References / Insurance
Rent Insurance is an option but someone has to pay the premium. The premium could be recharged to the tenant in this situation. The insurance company will only be able to accept suitable tenants.
When charging a tenancy administration fee, ensure you explain to the tenant precisely what it is for. We have provided a leaflet for this purpose, which can be downloaded Here
A Good Faith Deposit for the tenant to move in
A pre contract deposit (i.e. simply paid to hold the property prior to the actual tenancy agreement being entered into) is probably not caught.
A “good faith” deposit paid to ensure the tenant turns up should work so long as the tenant is not legally obliged to move into/live in the property.
As with any tenancy, unless there is a provision in the Agreement, the tenant does not have to actually use the property so long as he pays the rent etc.
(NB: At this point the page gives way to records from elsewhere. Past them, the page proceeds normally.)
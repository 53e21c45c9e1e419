//! Byte transport abstraction for the ventilator serial link.
//!
//! The link protocol never touches a peripheral directly. It consumes bytes
//! one at a time through [`ByteTransport::read_byte`] and hands finished
//! frames to [`ByteTransport::write`]. Interrupt handling, queue depth and
//! flow control all belong to the implementation behind the trait.
//!
//! Two implementations ship here:
//! - [`QueueTransport`], bounded in-memory receive/transmit queues
//! - [`StreamTransport`], an adapter over any `Read + Write` stream

pub mod error;
pub mod queue;
pub mod stream;
pub mod traits;

pub use error::{Result, TransportError};
pub use queue::{bridge, QueueTransport};
pub use stream::StreamTransport;
pub use traits::ByteTransport;
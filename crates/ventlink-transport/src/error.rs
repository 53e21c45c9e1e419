/// Errors that can occur in byte transport operations.
#[derive(Debug, thiserror::Error)]
pub enum TransportError {
    /// The transmit side cannot take the bytes right now.
    #[error("transmit queue full ({requested} bytes requested, {available} available)")]
    Full { requested: usize, available: usize },

    /// An I/O error occurred on the underlying stream.
    #[error("transport I/O error: {0}")]
    Io(#[from] std::io::Error),

    /// The transport has been shut down.
    #[error("transport shut down")]
    Shutdown,
}

pub type Result<T> = std::result::Result<T, TransportError>;
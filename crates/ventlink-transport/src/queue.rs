use heapless::Deque;

use crate::error::{Result, TransportError};
use crate::traits::ByteTransport;

/// Bounded receive and transmit queues standing in for a buffered UART.
///
/// The receive queue is filled by whatever plays the role of the RX
/// interrupt ([`QueueTransport::push_received`] or [`bridge`]). When it is
/// full, further bytes are dropped, as a hardware overrun would drop them.
#[derive(Debug)]
pub struct QueueTransport<const N: usize> {
    rx: Deque<u8, N>,
    tx: Deque<u8, N>,
    dropped: usize,
}

impl<const N: usize> QueueTransport<N> {
    /// Create an empty transport.
    pub const fn new() -> Self {
        Self {
            rx: Deque::new(),
            tx: Deque::new(),
            dropped: 0,
        }
    }

    /// Deliver bytes to the receive queue. Returns how many were accepted.
    pub fn push_received(&mut self, bytes: &[u8]) -> usize {
        let mut accepted = 0;
        for &byte in bytes {
            if self.rx.push_back(byte).is_err() {
                break;
            }
            accepted += 1;
        }
        let overrun = bytes.len() - accepted;
        if overrun > 0 {
            self.dropped += overrun;
            tracing::warn!(overrun, capacity = N, "receive queue overrun");
        }
        accepted
    }

    /// Take the next byte waiting to be transmitted.
    pub fn pop_transmitted(&mut self) -> Option<u8> {
        self.tx.pop_front()
    }

    /// Drain every byte waiting to be transmitted.
    pub fn drain_transmitted(&mut self) -> impl Iterator<Item = u8> + '_ {
        std::iter::from_fn(move || self.tx.pop_front())
    }

    /// Number of received bytes not yet read.
    pub fn pending_received(&self) -> usize {
        self.rx.len()
    }

    /// Number of bytes queued for transmission.
    pub fn pending_transmitted(&self) -> usize {
        self.tx.len()
    }

    /// Total bytes dropped by receive overruns.
    pub fn dropped(&self) -> usize {
        self.dropped
    }
}

impl<const N: usize> Default for QueueTransport<N> {
    fn default() -> Self {
        Self::new()
    }
}

impl<const N: usize> ByteTransport for QueueTransport<N> {
    fn read_byte(&mut self) -> Option<u8> {
        self.rx.pop_front()
    }

    fn write(&mut self, bytes: &[u8]) -> Result<()> {
        let available = N - self.tx.len();
        if bytes.len() > available {
            return Err(TransportError::Full {
                requested: bytes.len(),
                available,
            });
        }
        for &byte in bytes {
            // Capacity was checked above.
            let _ = self.tx.push_back(byte);
        }
        Ok(())
    }
}

/// Move transmitted bytes from each endpoint into the other's receive queue.
///
/// Returns the number of bytes moved in each direction as `(a_to_b, b_to_a)`.
pub fn bridge<const A: usize, const B: usize>(
    a: &mut QueueTransport<A>,
    b: &mut QueueTransport<B>,
) -> (usize, usize) {
    (transfer(a, b), transfer(b, a))
}

fn transfer<const FROM: usize, const TO: usize>(
    from: &mut QueueTransport<FROM>,
    to: &mut QueueTransport<TO>,
) -> usize {
    let mut moved = 0;
    while let Some(byte) = from.tx.pop_front() {
        if to.rx.push_back(byte).is_err() {
            to.dropped += 1;
            tracing::warn!(capacity = TO, "receive queue overrun while bridging");
            continue;
        }
        moved += 1;
    }
    moved
}
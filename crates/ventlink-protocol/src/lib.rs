//! Protocol layers carried inside a link frame.
//!
//! Each layer wraps the body of the layer above it:
//!
//! ```text
//! frame payload    [crc32c (4B BE)][integrity payload ≤250]
//! integrity body   [seq (1B)][len (1B)][datagram payload ≤248]
//! datagram body    [type (1B)][schema-encoded state ≤247]
//! ```
//!
//! Receivers validate bottom-up and stop at the first failing layer; senders
//! wrap top-down. The [`scheduler`] decides which state kind goes out next.

pub mod crc;
pub mod datagram;
pub mod error;
pub mod integrity;
pub mod message;
pub mod scheduler;

pub use crate::crc::{Crc32, Crc32c};
pub use datagram::{Datagram, DatagramReceiver, DatagramSender, ParsedDatagram};
pub use error::{CodecError, DatagramError, IntegrityError, MessageError, ScheduleError};
pub use integrity::{IntegrityElement, IntegrityReceiver, IntegritySender, ParsedIntegrity};
pub use message::{
    Descriptor, Message, MessagePayload, MessageReceiver, MessageSender, SchemaCodec,
};
pub use scheduler::{ScheduleEntry, Scheduler};

/// Largest body an integrity element may carry (one full frame payload).
pub const INTEGRITY_BODY_MAX_SIZE: usize = 254;

/// Integrity payload capacity, i.e. the datagram body.
pub const INTEGRITY_PAYLOAD_MAX_SIZE: usize = INTEGRITY_BODY_MAX_SIZE - integrity::HEADER_SIZE;

/// Datagram payload capacity, i.e. the message body.
pub const DATAGRAM_PAYLOAD_MAX_SIZE: usize = INTEGRITY_PAYLOAD_MAX_SIZE - datagram::HEADER_SIZE;

/// Schema-encoded state capacity inside a message.
pub const MESSAGE_PAYLOAD_MAX_SIZE: usize = DATAGRAM_PAYLOAD_MAX_SIZE - message::HEADER_SIZE;

const _: () = assert!(INTEGRITY_PAYLOAD_MAX_SIZE == 250);
const _: () = assert!(DATAGRAM_PAYLOAD_MAX_SIZE == 248);
const _: () = assert!(MESSAGE_PAYLOAD_MAX_SIZE == 247);
use std::path::Path;

use serde::Deserialize;
use ventlink_backend::{BackendConfig, MessageType};
use ventlink_protocol::ScheduleEntry;

use crate::exit::{io_error, CliError, CliResult};

/// A schedule file holds either a bare entry list or a full backend config.
#[derive(Deserialize)]
#[serde(untagged)]
enum ConfigFile {
    Schedule(Vec<ScheduleEntry<MessageType>>),
    Backend(BackendConfig),
}

/// Load a backend config, falling back to the firmware default.
pub fn load(path: Option<&Path>) -> CliResult<BackendConfig> {
    let Some(path) = path else {
        return Ok(BackendConfig::default());
    };
    let text = std::fs::read_to_string(path)
        .map_err(|err| io_error(&format!("failed reading {}", path.display()), err))?;
    let config = parse(&text)
        .map_err(|err| CliError::usage(format!("invalid config {}: {err}", path.display())))?;
    tracing::debug!(path = %path.display(), entries = config.schedule.len(), "config loaded");
    Ok(config)
}

fn parse(text: &str) -> serde_json::Result<BackendConfig> {
    Ok(match serde_json::from_str(text)? {
        ConfigFile::Schedule(schedule) => BackendConfig::with_schedule(schedule),
        ConfigFile::Backend(config) => config,
    })
}

#[cfg(test)]
mod tests {
    use super::*;

    #[test]
    fn parses_bare_schedule() {
        let config = parse(r#"[{"interval": 10, "kind": "sensor_measurements"}]"#).unwrap();
        assert_eq!(
            config.schedule,
            [ScheduleEntry::new(10, MessageType::SensorMeasurements)]
        );
    }

    #[test]
    fn parses_backend_config() {
        let config =
            parse(r#"{"schedule": [{"interval": 3, "kind": "alarm_limits"}]}"#).unwrap();
        assert_eq!(
            config.schedule,
            [ScheduleEntry::new(3, MessageType::AlarmLimits)]
        );
    }

    #[test]
    fn rejects_unknown_kind() {
        assert!(parse(r#"[{"interval": 10, "kind": "ping"}]"#).is_err());
    }

    #[test]
    fn missing_path_is_default() {
        assert_eq!(load(None).unwrap(), BackendConfig::default());
    }
}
You could, therefore, omit any obligation in the tenancy terms to live in the property.
Other ways which have been suggested which will not work are:-
This is certainly not the case. The legislation is quite clear. If the money is paid as a deposit to secure the tenant’s obligations “under or in connection with” the tenancy then it is caught by the Scheme. The use of the works “in connection with” catches things which are related to the tenancy. Clearly, paying the utility bills is something relating to the tenancy.
! WARNING !
Landlords who try to avoid complying with the tenancy deposit scheme run the risk of penalties.
If you subscribe to a Code of Conduct then most Codes of Conduct provide that deposits much not be taken in advance of the tenancy agreement being signed up. You are reminded to check the requirements regarding deposits if you are a member of a code and you should of course comply with these.